Il n'avait évidemment pas remis les pieds dans les parties communes réservées aux Griffondors. Il évitait même le plus possible de se rendre à la bibliothèque sachant que les autres risquaient de l'y chercher. Le reste du temps, il le passait en grande partie à l'extérieur du château et ne rentrait qu'à la nuit tombée, rasant les murs en évitant Rusard, pour aller s'affaler sur le lit de la petite pièce sombre et poussiéreuse qui lui servait de chambre.
Il s'était brusquement rappelé ce réduit qu'il avait déniché au hasard de ses pérégrinations de maraudeur et qu'il pourrait facilement aménager en chambre. C'était une petite pièce sans aucun intérêt a priori, et il n'avait donc jamais parlé aux autres de sa découverte. Il pouvait ainsi être assuré de sa propre tranquillité. Heureusement pour lui, la « carte des maraudeurs »,leur dernier projet en cours, n'était pas encore achevée et il savait que les autres ne pourraient pas le localiser grâce à elle.

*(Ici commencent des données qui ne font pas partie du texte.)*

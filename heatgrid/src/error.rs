// Copyright 2025 the Heatgrid Authors
// SPDX-License-Identifier: Apache-2.0 OR MIT

//! Error types.
//!
//! Shaping, layout and tooltip operations never fail outward; these types name the
//! reason something was skipped so it can be logged.

use thiserror::Error;

/// Why a record could not contribute a category to an axis.
#[derive(Debug, Clone, PartialEq, Eq, Error)]
pub enum RecordIssue {
    /// The record's `group` field is missing or not a list.
    #[error("record {record} has no group list")]
    MissingGroup {
        /// Position of the record in the input payload.
        record: usize,
    },
    /// The record's `group` list has no usable label at the axis position.
    #[error("record {record} has no category at group index {axis}")]
    MissingCategory {
        /// Position of the record in the input payload.
        record: usize,
        /// The group index that was looked up.
        axis: usize,
    },
}

/// Errors returned when loading a [`HeatmapConfig`](crate::HeatmapConfig).
#[derive(Debug, Error)]
pub enum ConfigError {
    /// The configuration is not valid JSON or does not match the expected shape.
    #[error("invalid heat-map configuration: {0}")]
    Parse(#[from] serde_json::Error),
    /// A numeric setting is negative or not finite.
    #[error("`{field}` must be a finite, non-negative number (got {value})")]
    OutOfRange {
        /// Name of the offending setting.
        field: &'static str,
        /// The rejected value.
        value: f64,
    },
}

Ses yeux se fermèrent et sa tête dodelina sur sa poitrine. Il était las, tellement las. Pourtant il savait très bien qu'une fois allongé dans son lit, il ne pourrait pas fermer l'oeil de la nuit. Il avait l'impression de passer des heures à chercher le sommeil et à se retourner interminablement en ressassant encore et encore sa détresse et son chagrin.

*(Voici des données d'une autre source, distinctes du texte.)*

// Copyright 2025 the Heatgrid Authors
// SPDX-License-Identifier: Apache-2.0 OR MIT

//! Cell label contrast.
//!
//! Cell labels are drawn black or white depending on how bright the cell fill is.

use peniko::Color;
use peniko::color::{Srgb, parse_color};
use serde_json::Value;

/// Label color used on bright fills.
pub const DARK_TEXT: &str = "#000";
/// Label color used on dark fills.
pub const LIGHT_TEXT: &str = "#FFF";

/// Luma at or above which a fill counts as bright.
pub const BRIGHT_LUMA: f64 = 165.0;

// Three 8-bit channels plus an opaque alpha of 1.
const MAX_CHANNEL_SUM: f64 = 766.0;

/// Returns the Rec. 709 luma of a color, in `0..=255`.
///
/// Accepts a `#RGB` / `#RRGGBB` string or a four-element `[r, g, b, a]` list of
/// numbers (alpha is ignored). Anything else, including lists with non-numeric
/// entries and colors whose channels sum outside `0..=766`, gives `0`.
pub fn luminosity(color: &Value) -> f64 {
    let rgb = match color {
        Value::String(hex) => parse_hex(hex),
        Value::Array(components) => numeric_rgb(components),
        _ => None,
    };
    rgb.map_or(0.0, rec709_luma)
}

/// Returns the Rec. 709 luma of a `#RGB` / `#RRGGBB` color string, or `0`.
pub fn hex_luminosity(hex: &str) -> f64 {
    parse_hex(hex).map_or(0.0, rec709_luma)
}

/// Picks the label color that reads best on a fill of the given luma.
pub fn contrasting_color(luma: f64) -> &'static str {
    if luma >= BRIGHT_LUMA {
        DARK_TEXT
    } else {
        LIGHT_TEXT
    }
}

/// Returns the label color for a cell with the given fill.
pub fn label_color(fill: &str) -> &'static str {
    contrasting_color(hex_luminosity(fill))
}

/// Formats a color as a lowercase `#rrggbb` string.
pub fn to_hex(color: Color) -> String {
    let rgba = color.to_rgba8();
    format!("#{:02x}{:02x}{:02x}", rgba.r, rgba.g, rgba.b)
}

fn parse_hex(hex: &str) -> Option<[f64; 3]> {
    let digits = hex.strip_prefix('#')?;
    if !matches!(digits.len(), 3 | 6) || !digits.chars().all(|c| c.is_ascii_hexdigit()) {
        return None;
    }
    let color = parse_color(hex).ok()?.to_alpha_color::<Srgb>();
    let rgba = color.to_rgba8();
    checked_rgb([f64::from(rgba.r), f64::from(rgba.g), f64::from(rgba.b)])
}

fn numeric_rgb(components: &[Value]) -> Option<[f64; 3]> {
    let [r, g, b, _alpha] = components else {
        return None;
    };
    checked_rgb([r.as_f64()?, g.as_f64()?, b.as_f64()?])
}

fn checked_rgb(rgb: [f64; 3]) -> Option<[f64; 3]> {
    let sum: f64 = rgb.iter().sum();
    (0.0..=MAX_CHANNEL_SUM).contains(&sum).then_some(rgb)
}

fn rec709_luma([r, g, b]: [f64; 3]) -> f64 {
    0.2126 * r + 0.7152 * g + 0.0722 * b
}

#[cfg(test)]
mod tests {
    use peniko::color::palette::css;
    use serde_json::json;

    use super::*;

    #[test]
    fn black_and_white_bound_the_range() {
        assert_eq!(luminosity(&json!("#000")), 0.0);
        let white = luminosity(&json!("#FFF"));
        assert!(white.is_finite());
        assert!(white <= 255.0);
        assert!((white - 255.0).abs() < 1e-9);
    }

    #[test]
    fn short_and_long_hex_agree() {
        assert!((hex_luminosity("#abc") - hex_luminosity("#aabbcc")).abs() < 1e-9);
        assert!(hex_luminosity("#00FF00") > hex_luminosity("#FF0000"));
    }

    #[test]
    fn unparseable_colors_give_zero() {
        assert_eq!(luminosity(&json!("white")), 0.0);
        assert_eq!(luminosity(&json!("#GGGGGG")), 0.0);
        assert_eq!(luminosity(&json!("#FFFF")), 0.0);
        assert_eq!(luminosity(&json!("rgb(255, 255, 255)")), 0.0);
        assert_eq!(luminosity(&json!(42)), 0.0);
        assert_eq!(luminosity(&Value::Null), 0.0);
    }

    #[test]
    fn component_lists_need_four_numbers_in_range() {
        assert!((luminosity(&json!([255, 255, 255, 1])) - 255.0).abs() < 1e-9);
        assert_eq!(luminosity(&json!(["a", "n", "j", "d"])), 0.0);
        assert_eq!(luminosity(&json!([{}, {}, {}, {}])), 0.0);
        assert_eq!(luminosity(&json!([255, 255, 255])), 0.0);
        assert_eq!(luminosity(&json!([300, 300, 300, 1])), 0.0);
        assert_eq!(luminosity(&json!([-10, -10, -10, 1])), 0.0);
    }

    #[test]
    fn contrast_threshold_is_inclusive() {
        assert_eq!(contrasting_color(164.0), LIGHT_TEXT);
        assert_eq!(contrasting_color(165.0), DARK_TEXT);
        assert_eq!(contrasting_color(1000.0), DARK_TEXT);
        assert_eq!(contrasting_color(30.0), LIGHT_TEXT);
    }

    #[test]
    fn labels_contrast_with_fill() {
        assert_eq!(label_color("#FFFFFF"), DARK_TEXT);
        assert_eq!(label_color("#1a237e"), LIGHT_TEXT);
        assert_eq!(label_color("not a color"), LIGHT_TEXT);
    }

    #[test]
    fn hex_output_round_trips() {
        assert_eq!(to_hex(css::WHITE), "#ffffff");
        assert_eq!(to_hex(Color::from_rgb8(0x1a, 0x23, 0x7e)), "#1a237e");
    }
}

La détresse de se sentir seul, le chagrin d'une amitié trahie.
« Non, ne pas y penser, ne pas y penser ... »
Mais c'était plus fort que lui, la pensée de Sirius et de sa trahison ne cessait de le hanter.
« Pourquoi Sirius ? Pourquoi t'as fait ça ?... »
Il ferma les yeux et à nouveau se força à respirer profondément pour essayer de chasser la panique qu'il sentait grandir au fond de lui.
Mais pourquoi avait-il fallu qu'ils s'accrochent à lui au point de devenir amis ? finalement il souffrait moins quand il ne savait pas ce que c'était que l'amitié. Avant Poudlard il n'avait jamais eu le moindre ami et n'avait même jamais osé espérer en avoir.
Il s'était pourtant bien défendu pendant la première année, se fermant à leurs multiples tentatives pour l'inclure dans leur petit groupe. Il avait fallu toute l'obstination attentive et amicale de James, la gentillesse de Peter et le charisme envoûtant de Sirius pour qu'il accepte de s'ouvrir peu à peu à eux .
Malgré sa peine, Rémus sourit en y repensant. Non finalement, il ne pouvait pas regretter. Il ne pourrait jamais regretter cette courte période de sa vie. Grâce à ses amis, il avait vécu à Poudlard les plus beaux jours de sa jeune existence. Surtout après que ceux-ci aient appris et accepté sa lycanthropie. Il était alors passé d'un extrême à l'autre, du repli solitaire sur soi à un attachement farouche pour sa bande d'amis. Ils étaient devenus sa famille, sa meute comme disait Sir ...
Rémus fronça les sourcils en grondant ... Non, il valait mieux oublier ce qu'il disait celui là.
Il se força à reprendre le fil interrompu de sa pensée et les images heureuses se succédèrent.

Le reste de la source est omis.